Premier hommage officiel aux victimes homosexuelles de l'holocauste

Rudolf Brazda aurait eu cent ans ce 26 juin 2013. Il était sans doute le dernier déporté pour homosexualité. Décédé il y a deux ans, il n'aura pas pu avoir la satisfaction d'assister au premier hommage de l'Allemagne officielle à ces "triangles roses" longtemps oubliés et reniés après la guerre. 

Dimanche, un hommage a été rendu à Weimar à Rudolf Brazda et à ceux qui furent deux fois victimes de l'histoire. Ce mercredi, une cérémonie sera organisée à Paris et la flamme sous l'Arc de Triomphe sera ravivée pour celui qui ayant quitté son pays après la guerre s'était installé en Alsace avant d'acquérir la nationalité française. 

 

 

 

 

 

 

 

 

 

 

 

 

 

 

 

 

L'invitation du Land de Thuringe pour la cérémonie officielle du dimanche 23 juin au théâtre national de Weimar à quelques kilomètres du camp de concentration de Buchenwald. 

Rudolf Brazda, fils d'immigrés tchèques, était né en Thuringe en 1913. Il fait son coming tout à vingt ans alors que Hitler arrive au pouvoir. Malgré la répression qui s'abat sur le pays, il vit très librement son homosexualité. Mais il est condamné à six mois de prison en raison de sa vie privée en 1937 avant d'être expulsé vers la Tchécoslovaquie. C'est là qu'il sera rattrapé pendant la guerre par l'occupant nazi et déporté en 1942 pour homosexualité au camp de Buchenwald. Les historiens estiment que 10.000 à 15.000 homosexuels sont morts dans les camps de concentration nazis. 

Malgré la dureté des conditions de vie, Rudolf Brazda survit.

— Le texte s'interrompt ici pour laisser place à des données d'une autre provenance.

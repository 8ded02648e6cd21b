//! Inbound command handling.
//!
//! This module handles:
//! - Decoding raw command payloads off the bus
//! - Dispatching to the per-command handlers
//! - Reporting the outcome to the log

mod executor;
pub mod handlers;

pub use executor::{decode, execute, CommandOutcome};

Après la guerre, il choisit de quitter l'Allemagne pour s'installer en France en Alsace où il rencontre un nouveau compagnon qui partagera sa vie durant un demi-siècle. 

En Allemagne, le paragraphe 175 du code pénal qui permettait aux autorités de poursuivre les homosexuels avait été durci sous le Troisième Reich. Cette version reste en vigueur en RFA jusqu'en 1994. Des milliers de condamnations seront prononcées dans les années 50 et 60 sur cette base. Autant dire que les déportés homosexuels préfèrent taire les motifs de leur déportation. Leur chance d'être indemnisés sont inexistantes. Ce n'est que très tard que justice leur sera rendue. Au début des années 2000, les arrêts rendus sur la base du paragraphe 175 sous le Troisième Reich sont cassés, les personnes concernés indemnisées. Aujourd'hui encore, une bataille politique et juridique se poursuit pour obtenir que les verdicts infamants rendus par la justice ouest-allemande de l'après-guerre sur cette même basse soient supprimés. 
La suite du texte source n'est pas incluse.